== Problem statement ==
Exact reproduction required: the lines below from the line with "pub fn record_sale(&mut" to the line with "let mut rows = Vec::new();", both ends included, and no others.

Data for analysis: Begin

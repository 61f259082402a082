use comfy_table::presets::ASCII_FULL;
use comfy_table::CellAlignment;
use comfy_table::Row;
use comfy_table::Table;

/// Builds a full-grid table with the given header. Columns listed in `right_aligned` are aligned to the right.
pub fn grid<H, R>(header: H, rows: R, right_aligned: &[usize]) -> Table
where
    H: Into<Row>,
    R: IntoIterator,
    R::Item: Into<Row>,
{
    let mut table = Table::new();
    table.load_preset(ASCII_FULL).set_header(header);

    for row in rows {
        table.add_row(row);
    }

    for col in right_aligned {
        if let Some(column) = table.column_mut(*col) {
            column.set_cell_alignment(CellAlignment::Right);
        }
    }

    table
}

pub fn money(amount: f64) -> String {
    format!("{amount:.2}")
}
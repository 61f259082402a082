//! Append-only sale log backed by a CSV file.

use std::fs::File;
use std::fs::OpenOptions;
use std::io;
use std::path::Path;
use std::path::PathBuf;

use fieldx::fxstruct;
use tracing::debug;
use tracing::instrument;

use crate::report;
use crate::sale::Sale;
use crate::types::Result;
use crate::types::ShopError;

pub const DEFAULT_SALES_FILE: &str = "sales.csv";
pub const SALES_HEADER: [&str; 5] = ["sale_id", "product_id", "name", "quantity_sold", "total_price"];

const DISPLAY_HEADER: [&str; 5] = ["Sale ID", "Product ID", "Name", "Quantity Sold", "Total Price"];

#[derive(Debug)]
#[fxstruct(no_new, get)]
pub struct SalesLedger {
    path:          PathBuf,
    /// Sales recorded by this process. Never reloaded from disk.
    session_sales: Vec<Sale>,
}

impl SalesLedger {
    pub fn new<P: AsRef<Path>>(path: P) -> Self {
        Self {
            path:          path.as_ref().to_path_buf(),
            session_sales: Vec::new(),
        }
    }

    /// Appends one row to the log. The file is opened and closed within the call; the header is written only when
    /// the file is missing or empty.
    #[instrument(level = "debug", skip(self), fields(path = %self.path.display()))]
    pub fn record_sale(&mut self, sale: Sale) -> Result<()> {
        let file = OpenOptions::new()
            .create(true)
            .append(true)
            .open(&self.path)
            .map_err(|err| ShopError::io(&self.path, err))?;
        let is_new = file.metadata().map_err(|err| ShopError::io(&self.path, err))?.len() == 0;

        let mut writer = csv::WriterBuilder::new().has_headers(false).from_writer(file);
        if is_new {
            writer.write_record(SALES_HEADER)?;
        }
        writer.serialize(&sale)?;
        writer.flush().map_err(|err| ShopError::io(&self.path, err))?;

        debug!("Sale appended");
        self.session_sales.push(sale);
        Ok(())
    }

    /// Renders the full log as read from disk, bypassing the in-session list. Returns `None` when there is no log
    /// file. Cells are shown exactly as stored.
    pub fn display(&self) -> Result<Option<String>> {
        let Some(mut reader) = self.open_reader()?
        else {
            return Ok(None);
        };

        let mut rows = Vec::new();
        for record in reader.records() {
            rows.push(record?.iter().map(str::to_string).collect::<Vec<_>>());
        }

        Ok(Some(report::grid(DISPLAY_HEADER, rows, &[3, 4]).to_string()))
    }

    /// Parses every sale stored on disk. A missing file yields an empty history.
    pub fn history(&self) -> Result<Vec<Sale>> {
        let Some(mut reader) = self.open_reader()?
        else {
            return Ok(Vec::new());
        };

        let mut sales = Vec::new();
        for (idx, row) in reader.deserialize::<Sale>().enumerate() {
            sales.push(row.map_err(|source| ShopError::MalformedRow {
                path: self.path.clone(),
                row: idx as u64 + 2,
                source,
            })?);
        }
        Ok(sales)
    }

    fn open_reader(&self) -> Result<Option<csv::Reader<File>>> {
        match File::open(&self.path) {
            Ok(file) => Ok(Some(csv::ReaderBuilder::new().flexible(true).from_reader(file))),
            Err(err) if err.kind() == io::ErrorKind::NotFound => Ok(None),
            Err(err) => Err(ShopError::io(&self.path, err)),
        }
    }
}

#[cfg(test)]
mod tests {
    use super::*;

    fn ledger(dir: &tempfile::TempDir) -> SalesLedger {
        SalesLedger::new(dir.path().join(DEFAULT_SALES_FILE))
    }

    #[test]
    fn test_missing_file() {
        let dir = tempfile::tempdir().unwrap();
        let ledger = ledger(&dir);

        assert!(ledger.display().unwrap().is_none());
        assert!(ledger.history().unwrap().is_empty());
    }

    #[test]
    fn test_header_written_once() {
        let dir = tempfile::tempdir().unwrap();
        let mut ledger = ledger(&dir);
        ledger.record_sale(Sale::new("S1", "P1", "Widget", 3, 7.5)).unwrap();
        ledger.record_sale(Sale::new("S1", "P2", "Gadget", 1, 4.0)).unwrap();

        let content = std::fs::read_to_string(ledger.path()).unwrap();
        assert_eq!(
            content.lines().collect::<Vec<_>>(),
            vec![
                "sale_id,product_id,name,quantity_sold,total_price",
                "S1,P1,Widget,3,7.5",
                "S1,P2,Gadget,1,4.0",
            ]
        );
    }

    #[test]
    fn test_header_for_empty_file() {
        let dir = tempfile::tempdir().unwrap();
        let mut ledger = ledger(&dir);
        std::fs::write(ledger.path(), "").unwrap();

        ledger.record_sale(Sale::new("S1", "P1", "Widget", 3, 7.5)).unwrap();
        assert_eq!(ledger.history().unwrap(), vec![Sale::new("S1", "P1", "Widget", 3, 7.5)]);
    }

    #[test]
    fn test_session_and_disk_are_separate() {
        let dir = tempfile::tempdir().unwrap();
        let mut first = ledger(&dir);
        first.record_sale(Sale::new("S1", "P1", "Widget", 3, 7.5)).unwrap();

        let mut second = ledger(&dir);
        second.record_sale(Sale::new("S2", "P1", "Widget", 1, 2.5)).unwrap();

        assert_eq!(second.session_sales().len(), 1);
        assert_eq!(second.history().unwrap().len(), 2);

        let table = second.display().unwrap().unwrap();
        assert!(table.contains("S1") && table.contains("S2"));
        assert!(table.contains("Quantity Sold"));
    }

    #[test]
    fn test_duplicate_sale_ids_kept() {
        let dir = tempfile::tempdir().unwrap();
        let mut ledger = ledger(&dir);
        ledger.record_sale(Sale::new("S1", "P1", "Widget", 1, 2.5)).unwrap();
        ledger.record_sale(Sale::new("S1", "P1", "Widget", 1, 2.5)).unwrap();

        assert_eq!(ledger.history().unwrap().len(), 2);
    }

    #[test]
    fn test_display_does_not_mutate() {
        let dir = tempfile::tempdir().unwrap();
        let mut ledger = ledger(&dir);
        ledger.record_sale(Sale::new("S1", "P1", "Widget", 3, 7.5)).unwrap();
        let before = std::fs::read_to_string(ledger.path()).unwrap();

        let first = ledger.display().unwrap();
        let second = ledger.display().unwrap();

        assert_eq!(first, second);
        assert_eq!(std::fs::read_to_string(ledger.path()).unwrap(), before);
        assert_eq!(ledger.session_sales().len(), 1);
    }
}
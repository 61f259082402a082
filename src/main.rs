use shopkeep::app::ShopApp;
use shopkeep::types::ShopError;

fn main() -> anyhow::Result<()> {
    match ShopApp::run() {
        Err(ShopError::Cli(err)) => err.exit(),
        other => Ok(other?),
    }
}
//! Catalog store: products kept in memory in insertion order and mirrored to a CSV file.
//!
//! The file is the catalog's only persistence. Every mutation rewrites it completely from the in-memory state; there
//! is no locking, so two processes sharing the same file will overwrite each other's changes.

use std::fs::File;
use std::io;
use std::path::Path;
use std::path::PathBuf;

use fieldx::fxstruct;
use indexmap::IndexMap;
use tracing::debug;
use tracing::instrument;
use tracing::warn;

use crate::product::Product;
use crate::report;
use crate::shoperr;
use crate::types::Result;
use crate::types::ShopError;

pub const DEFAULT_INVENTORY_FILE: &str = "inventory.csv";
pub const INVENTORY_HEADER: [&str; 4] = ["product_id", "product_name", "price", "quantity"];

const DISPLAY_HEADER: [&str; 4] = ["Product ID", "Name", "Price", "Quantity"];

#[derive(Debug)]
#[fxstruct(no_new, get)]
pub struct Inventory {
    path:     PathBuf,
    products: IndexMap<String, Product>,
}

impl Inventory {
    /// Loads the catalog from `path`. A missing file yields an empty catalog; any malformed row fails the whole load.
    #[instrument(level = "debug", skip_all, fields(path = %path.as_ref().display()))]
    pub fn load<P: AsRef<Path>>(path: P) -> Result<Self> {
        let path = path.as_ref().to_path_buf();
        let mut products = IndexMap::new();

        match File::open(&path) {
            Ok(file) => {
                let mut reader = csv::Reader::from_reader(file);
                for (idx, row) in reader.deserialize::<Product>().enumerate() {
                    let product = row.map_err(|source| ShopError::MalformedRow {
                        path: path.clone(),
                        // Header is line 1.
                        row: idx as u64 + 2,
                        source,
                    })?;
                    products.insert(product.product_id().clone(), product);
                }
                debug!("Loaded {} products", products.len());
            }
            Err(err) if err.kind() == io::ErrorKind::NotFound => {
                debug!("No catalog file yet, starting empty");
            }
            Err(err) => return Err(ShopError::io(&path, err)),
        }

        Ok(Self { path, products })
    }

    pub fn get(&self, product_id: &str) -> Option<&Product> {
        self.products.get(product_id)
    }

    pub fn len(&self) -> usize {
        self.products.len()
    }

    pub fn is_empty(&self) -> bool {
        self.products.is_empty()
    }

    /// Inserts or replaces the product under `product_id`, then persists the catalog. A replaced product keeps its
    /// original position.
    #[instrument(level = "debug", skip(self, name))]
    pub fn add_product<S: ToString>(&mut self, product_id: &str, name: S, price: f64, quantity: i64) -> Result<()> {
        let product = Product::new(product_id, name, price, quantity);
        if self.products.insert(product_id.to_string(), product).is_some() {
            debug!("Replaced existing product");
        }
        self.save()
    }

    /// Subtracts `quantity_sold` from the product's stock and persists the catalog. Stock is not floored at zero, but a
    /// result outside of `i64` range is an error and leaves the stock as it was.
    ///
    /// Unknown ids are ignored: nothing is written and `false` is returned.
    #[instrument(level = "debug", skip(self))]
    pub fn update_product(&mut self, product_id: &str, quantity_sold: i64) -> Result<bool> {
        let Some(product) = self.products.get_mut(product_id) else {
            warn!("Stock adjustment for unknown product ignored");
            return Ok(false);
        };

        let Some(remaining) = product.quantity().checked_sub(quantity_sold) else {
            return Err(shoperr!(
                "Stock of '{product_id}' would overflow: {} - {quantity_sold}",
                product.quantity()
            ));
        };
        *product.quantity_mut() = remaining;
        debug!("Stock is now {}", product.quantity());
        self.save()?;
        Ok(true)
    }

    /// Renders the catalog as a grid in insertion order.
    pub fn display(&self) -> String {
        let rows = self.products.values().map(|p| {
            vec![
                p.product_id().clone(),
                p.name().clone(),
                report::money(p.price()),
                p.quantity().to_string(),
            ]
        });

        report::grid(DISPLAY_HEADER, rows, &[2, 3]).to_string()
    }

    /// Rewrites the whole backing file from memory: header row, then one row per product.
    pub fn save(&self) -> Result<()> {
        let file = File::create(&self.path).map_err(|err| ShopError::io(&self.path, err))?;
        let mut writer = csv::WriterBuilder::new().has_headers(false).from_writer(file);

        writer.write_record(INVENTORY_HEADER)?;
        for product in self.products.values() {
            writer.serialize(product)?;
        }
        writer.flush().map_err(|err| ShopError::io(&self.path, err))?;

        debug!(path = %self.path.display(), "Catalog saved, {} products", self.products.len());
        Ok(())
    }
}
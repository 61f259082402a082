use fieldx::fxstruct;
use serde::Deserialize;
use serde::Serialize;

/// A catalog entry. Field order matches the column order of the catalog file.
#[derive(Clone, Debug, PartialEq, Serialize, Deserialize)]
#[fxstruct(no_new, builder, get)]
pub struct Product {
    product_id: String,
    #[serde(rename = "product_name")]
    name:       String,
    #[fieldx(get(copy))]
    price:      f64,
    #[fieldx(get(copy), get_mut)]
    quantity:   i64,
}

impl Product {
    pub fn new<S: ToString, N: ToString>(product_id: S, name: N, price: f64, quantity: i64) -> Self {
        Self {
            product_id: product_id.to_string(),
            name: name.to_string(),
            price,
            quantity,
        }
    }

    /// Price of `quantity` units at the current unit price.
    pub fn total_for(&self, quantity: i64) -> f64 {
        self.price * quantity as f64
    }

    pub fn has_stock_for(&self, quantity: i64) -> bool {
        quantity <= self.quantity
    }
}
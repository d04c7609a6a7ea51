mod clock;
mod election_timer;
mod heartbeat_timer;
mod wake_slot;

#[cfg(test)]
mod test_utils;

pub(super) use election_timer::ElectionTimerHandle;
pub(super) use heartbeat_timer::HeartbeatTimerHandle;
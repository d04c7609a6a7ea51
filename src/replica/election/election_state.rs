use crate::actor::WeakActorClient;
use crate::commitlog::Index;
use crate::replica::election::state_change_listener::ElectionStateChangeNotifier;
use crate::replica::election::timers::{ElectionTimerHandle, HeartbeatTimerHandle};
use crate::replica::election::{state_change_listener, LeaderStateTracker, PeerState};
use crate::replica::{ElectionStateChangeListener, ElectionStateSnapshot, ReplicaId, Term};
use std::collections::{HashMap, HashSet};
use std::fmt;
use tokio::time::{Duration, Instant};

#[derive(Clone)]
pub(crate) struct ElectionConfig {
    pub my_replica_id: ReplicaId,
    /// Non-voting members never run an election timer.
    pub voting: bool,
    pub heartbeat_duration: Duration,
    pub election_min_timeout: Duration,
    pub election_max_timeout: Duration,
}

/// Who should receive client writes, from this replica's point of view.
#[derive(Debug, PartialEq)]
pub(crate) enum CurrentLeader {
    Me,
    Other(ReplicaId),
    Unknown,
}

/// ElectionState is responsible for holding state specific to the stage in an election. Its
/// methods are responsible for "what" to do. It is NOT responsible for validating anything
/// specific to logs, terms, peers, etc. or knowing "when" to do something.
pub(crate) struct ElectionState {
    state: State,
    config: ElectionConfig,
    actor_client: WeakActorClient,
    state_change_notifier: ElectionStateChangeNotifier,
}

impl ElectionState {
    pub(crate) fn new_follower(
        config: ElectionConfig,
        actor_client: WeakActorClient,
    ) -> (Self, ElectionStateChangeListener) {
        let initial_state = State::Follower(FollowerState::new(None, &config, actor_client.clone()));
        let (notifier, listener) = state_change_listener::new(Self::snapshot_of(&initial_state));

        let election_state = Self {
            state: initial_state,
            config,
            actor_client,
            state_change_notifier: notifier,
        };

        (election_state, listener)
    }

    pub(crate) fn transition_to_follower(&mut self, new_leader: Option<ReplicaId>) {
        self.state = State::Follower(FollowerState::new(new_leader, &self.config, self.actor_client.clone()));
        self.notify_new_state();
    }

    /// Returns the votes held right after voting for ourselves, which is 1.
    pub(crate) fn transition_to_candidate_and_vote_for_self(&mut self) -> usize {
        let mut cs = CandidateState {
            received_votes_from: HashSet::with_capacity(3),
            _election_timer: ElectionTimerHandle::spawn_timer_task(
                self.config.election_min_timeout,
                self.config.election_max_timeout,
                self.actor_client.clone(),
            ),
        };
        let votes = cs.add_received_vote(self.config.my_replica_id.clone());

        self.state = State::Candidate(cs);
        self.notify_new_state();
        votes
    }

    /// `peers` pairs each peer with whether it votes.
    pub(crate) fn transition_to_leader(
        &mut self,
        term: Term,
        peers: Vec<(ReplicaId, bool)>,
        previous_log_entry_index: Option<Index>,
    ) {
        let now = Instant::now();
        let mut peer_state = HashMap::with_capacity(peers.len());
        for (peer_id, voting) in peers {
            let state = self.new_peer_state(term, &peer_id, voting, previous_log_entry_index, now);
            peer_state.insert(peer_id, state);
        }

        self.state = State::Leader(LeaderState {
            term,
            tracker: LeaderStateTracker::new(peer_state),
        });
        self.notify_new_state();
    }

    fn new_peer_state(
        &self,
        term: Term,
        peer_id: &ReplicaId,
        voting: bool,
        previous_log_entry_index: Option<Index>,
        now: Instant,
    ) -> PeerState {
        let heartbeat_timer = HeartbeatTimerHandle::spawn_timer_task(
            self.config.heartbeat_duration,
            self.actor_client.clone(),
            peer_id.clone(),
            term,
        );
        PeerState::new(heartbeat_timer, voting, previous_log_entry_index, now)
    }

    pub(crate) fn is_voting(&self) -> bool {
        self.config.voting
    }

    /// Follows a membership change of our own voting status. A follower that stops voting stops
    /// its election timer, and one that starts voting gets a fresh one.
    pub(crate) fn set_voting(&mut self, voting: bool) {
        if self.config.voting == voting {
            return;
        }
        self.config.voting = voting;
        if let State::Follower(fs) = &mut self.state {
            fs.election_timer = FollowerState::election_timer(&self.config, self.actor_client.clone());
        }
    }

    /// Brings the leader's peer set in line with a new membership. New peers start replicating
    /// after `previous_log_entry_index`. No-op unless leader.
    pub(crate) fn sync_leader_peers(&mut self, peers: Vec<(ReplicaId, bool)>, previous_log_entry_index: Option<Index>) {
        let term = match &self.state {
            State::Leader(ls) => ls.term,
            _ => return,
        };
        let now = Instant::now();
        let mut added = HashMap::new();
        for (peer_id, voting) in &peers {
            let known = self
                .leader_state()
                .map(|tracker| tracker.contains_peer(peer_id))
                .unwrap_or(false);
            if !known {
                let state = self.new_peer_state(term, peer_id, *voting, previous_log_entry_index, now);
                added.insert(peer_id.clone(), state);
            }
        }

        if let State::Leader(ls) = &mut self.state {
            let wanted: HashMap<ReplicaId, bool> = peers.into_iter().collect();
            ls.tracker.retain_peers(|peer_id| wanted.contains_key(peer_id));
            for (peer_id, voting) in wanted {
                if let Some(peer) = ls.tracker.peer_state_mut(&peer_id) {
                    peer.set_voting(voting);
                }
            }
            for (peer_id, state) in added {
                ls.tracker.add_peer(peer_id, state);
            }
        }
    }

    pub(crate) fn current_state(&self) -> ElectionStateSnapshot {
        Self::snapshot_of(&self.state)
    }

    pub(crate) fn current_leader(&self) -> CurrentLeader {
        match &self.state {
            State::Leader(_) => CurrentLeader::Me,
            State::Candidate(_) => CurrentLeader::Unknown,
            State::Follower(FollowerState { leader: Some(id), .. }) => CurrentLeader::Other(id.clone()),
            State::Follower(FollowerState { leader: None, .. }) => CurrentLeader::Unknown,
        }
    }

    fn snapshot_of(state: &State) -> ElectionStateSnapshot {
        match state {
            State::Leader(ls) => ElectionStateSnapshot::Leader {
                quorum_active: ls.tracker.quorum_active(),
            },
            State::Candidate(_) => ElectionStateSnapshot::Candidate,
            State::Follower(FollowerState { leader: None, .. }) => ElectionStateSnapshot::FollowerNoLeader,
            State::Follower(FollowerState {
                leader: Some(leader_id),
                ..
            }) => ElectionStateSnapshot::Follower(leader_id.clone()),
        }
    }

    fn notify_new_state(&self) {
        self.state_change_notifier.notify_new_state(self.current_state());
    }

    /// Republishes after the leader's quorum flag changed.
    pub(crate) fn notify_quorum_change(&self) {
        self.notify_new_state();
    }

    pub(crate) fn reset_timeout_if_follower(&self) {
        if let State::Follower(fs) = &self.state {
            fs.reset_timeout();
        }
    }

    pub(crate) fn set_leader_if_unknown(&mut self, leader_id: &ReplicaId) {
        if let State::Follower(fs) = &mut self.state {
            if fs.leader.is_none() {
                fs.leader.replace(leader_id.clone());
                self.notify_new_state();
            }
        }
    }

    /// Return number of votes received if candidate, or None if no longer Candidate.
    pub(crate) fn add_vote_if_candidate(&mut self, vote_from: ReplicaId) -> Option<usize> {
        if let State::Candidate(cs) = &mut self.state {
            Some(cs.add_received_vote(vote_from))
        } else {
            None
        }
    }

    pub(crate) fn is_candidate(&self) -> bool {
        matches!(self.state, State::Candidate(_))
    }

    pub(crate) fn leader_state(&self) -> Option<&LeaderStateTracker> {
        if let State::Leader(ls) = &self.state {
            Some(&ls.tracker)
        } else {
            None
        }
    }

    pub(crate) fn leader_state_mut(&mut self) -> Option<&mut LeaderStateTracker> {
        if let State::Leader(ls) = &mut self.state {
            Some(&mut ls.tracker)
        } else {
            None
        }
    }
}

impl fmt::Debug for ElectionState {
    fn fmt(&self, f: &mut fmt::Formatter<'_>) -> fmt::Result {
        match &self.state {
            State::Leader(_) => write!(f, "Leader"),
            State::Candidate(cs) => write!(f, "Candidate(Votes={})", cs.received_votes_from.len()),
            State::Follower(FollowerState {
                leader: Some(leader_id),
                ..
            }) => write!(f, "Follower(Leader={:?})", leader_id),
            State::Follower(FollowerState { leader: None, .. }) => write!(f, "Follower(Leader=None)"),
        }
    }
}

enum State {
    Leader(LeaderState),
    Candidate(CandidateState),
    Follower(FollowerState),
}

struct LeaderState {
    term: Term,
    tracker: LeaderStateTracker,
}

struct CandidateState {
    received_votes_from: HashSet<ReplicaId>,
    // Fires again if this election doesn't settle, starting the next term.
    _election_timer: ElectionTimerHandle,
}

struct FollowerState {
    leader: Option<ReplicaId>,
    election_timer: Option<ElectionTimerHandle>,
}

impl CandidateState {
    /// `add_received_vote()` returns the number of unique votes we've received after adding the
    /// provided `vote_from`
    fn add_received_vote(&mut self, vote_from: ReplicaId) -> usize {
        self.received_votes_from.insert(vote_from);
        self.received_votes_from.len()
    }
}

impl FollowerState {
    fn new(leader: Option<ReplicaId>, config: &ElectionConfig, actor_client: WeakActorClient) -> Self {
        Self {
            leader,
            election_timer: Self::election_timer(config, actor_client),
        }
    }

    fn election_timer(config: &ElectionConfig, actor_client: WeakActorClient) -> Option<ElectionTimerHandle> {
        if config.voting {
            Some(ElectionTimerHandle::spawn_timer_task(
                config.election_min_timeout,
                config.election_max_timeout,
                actor_client,
            ))
        } else {
            None
        }
    }

    fn reset_timeout(&self) {
        if let Some(timer) = &self.election_timer {
            timer.reset_timeout();
        }
    }
}
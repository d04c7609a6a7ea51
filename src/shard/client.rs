use crate::api::{AppendEntryInput, AppendError, ClientRequestId, RaftEntryId, ReplicatedLog};
use crate::codec::{CodecError, NodePath, NormalizedNode};
use crate::shard::payload::ModificationBatch;
use crate::shard::state::ShardReader;
use crate::shard::tree::TreeError;
use std::sync::atomic::{AtomicU64, Ordering};
use tokio::time::Duration;

const DEFAULT_MAX_ATTEMPTS: usize = 3;
const DEFAULT_INITIAL_BACKOFF: Duration = Duration::from_millis(200);

#[derive(Debug, thiserror::Error)]
pub enum ShardClientError {
    #[error("Modification batch is empty")]
    EmptyBatch,
    #[error("Modification doesn't apply to the current tree: {0}")]
    Rejected(#[from] TreeError),
    #[error("Failed to encode modification: {0}")]
    Codec(#[from] CodecError),
    #[error(transparent)]
    Append(#[from] AppendError),
}

/// ShardClient submits modification batches through the leader's replicated log.
///
/// Every batch gets the next sequence number of this client. Appends whose outcome is unknown
/// are retried with the same `ClientRequestId`, and the shard drops the duplicates.
pub struct ShardClient {
    client_name: String,
    last_sequence: AtomicU64,
    replicated_log: ReplicatedLog,
    reader: ShardReader,
    max_attempts: usize,
    initial_backoff: Duration,
}

impl ShardClient {
    /// `reader` should belong to the same member as `replicated_log`. Sequence numbers continue
    /// from the last one that member applied for `client_name`.
    pub fn new(client_name: impl Into<String>, replicated_log: ReplicatedLog, reader: ShardReader) -> Self {
        let client_name = client_name.into();
        let last_sequence = reader.last_sequence(&client_name).unwrap_or(0);

        ShardClient {
            client_name,
            last_sequence: AtomicU64::new(last_sequence),
            replicated_log,
            reader,
            max_attempts: DEFAULT_MAX_ATTEMPTS,
            initial_backoff: DEFAULT_INITIAL_BACKOFF,
        }
    }

    pub fn with_retries(mut self, max_attempts: usize, initial_backoff: Duration) -> Self {
        self.max_attempts = max_attempts.max(1);
        self.initial_backoff = initial_backoff;
        self
    }

    pub fn reader(&self) -> &ShardReader {
        &self.reader
    }

    pub async fn write(&self, path: NodePath, data: NormalizedNode) -> Result<RaftEntryId, ShardClientError> {
        self.submit(ModificationBatch::new().write(path, data)).await
    }

    pub async fn merge(&self, path: NodePath, data: NormalizedNode) -> Result<RaftEntryId, ShardClientError> {
        self.submit(ModificationBatch::new().merge(path, data)).await
    }

    pub async fn delete(&self, path: NodePath) -> Result<RaftEntryId, ShardClientError> {
        self.submit(ModificationBatch::new().delete(path)).await
    }

    /// Returns once the batch is applied on this member.
    pub async fn submit(&self, batch: ModificationBatch) -> Result<RaftEntryId, ShardClientError> {
        if batch.is_empty() {
            return Err(ShardClientError::EmptyBatch);
        }
        // Catch obvious mistakes before they reach the log.
        self.reader.snapshot().prepare(&batch)?;

        let payload = bytes::Bytes::from(batch.encode()?);
        let sequence = self.last_sequence.fetch_add(1, Ordering::SeqCst) + 1;
        let request_id = ClientRequestId::new(self.client_name.clone(), sequence);

        let mut backoff = self.initial_backoff;
        let mut attempt = 1;
        loop {
            let input = AppendEntryInput::new(payload.clone()).with_client_request_id(request_id.clone());
            match self.replicated_log.append(input).await {
                Ok(output) => return Ok(output.entry_id),
                Err(AppendError::Timeout) | Err(AppendError::NotCommitted) | Err(AppendError::NoLeader)
                    if attempt < self.max_attempts =>
                {
                    attempt += 1;
                    tokio::time::sleep(backoff).await;
                    backoff *= 2;
                }
                Err(e) => return Err(e.into()),
            }
        }
    }
}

Data for analysis: End

== Output for this exercise ==
    pub fn record_sale(&mut self, sale: Sale) -> Result<()> {
        let file = OpenOptions::new()
            .create(true)
            .append(true)
            .open(&self.path)
            .map_err(|err| ShopError::io(&self.path, err))?;
        let is_new = file.metadata().map_err(|err| ShopError::io(&self.path, err))?.len() == 0;

        let mut writer = csv::WriterBuilder::new().has_headers(false).from_writer(file);
        if is_new {
            writer.write_record(SALES_HEADER)?;
        }
        writer.serialize(&sale)?;
        writer.flush().map_err(|err| ShopError::io(&self.path, err))?;

        debug!("Sale appended");
        self.session_sales.push(sale);
        Ok(())
    }

    /// Renders the full log as read from disk, bypassing the in-session list. Returns `None` when there is no log
    /// file. Cells are shown exactly as stored.
    pub fn display(&self) -> Result<Option<String>> {
        let Some(mut reader) = self.open_reader()?
        else {
            return Ok(None);
        };

        let mut rows = Vec::new();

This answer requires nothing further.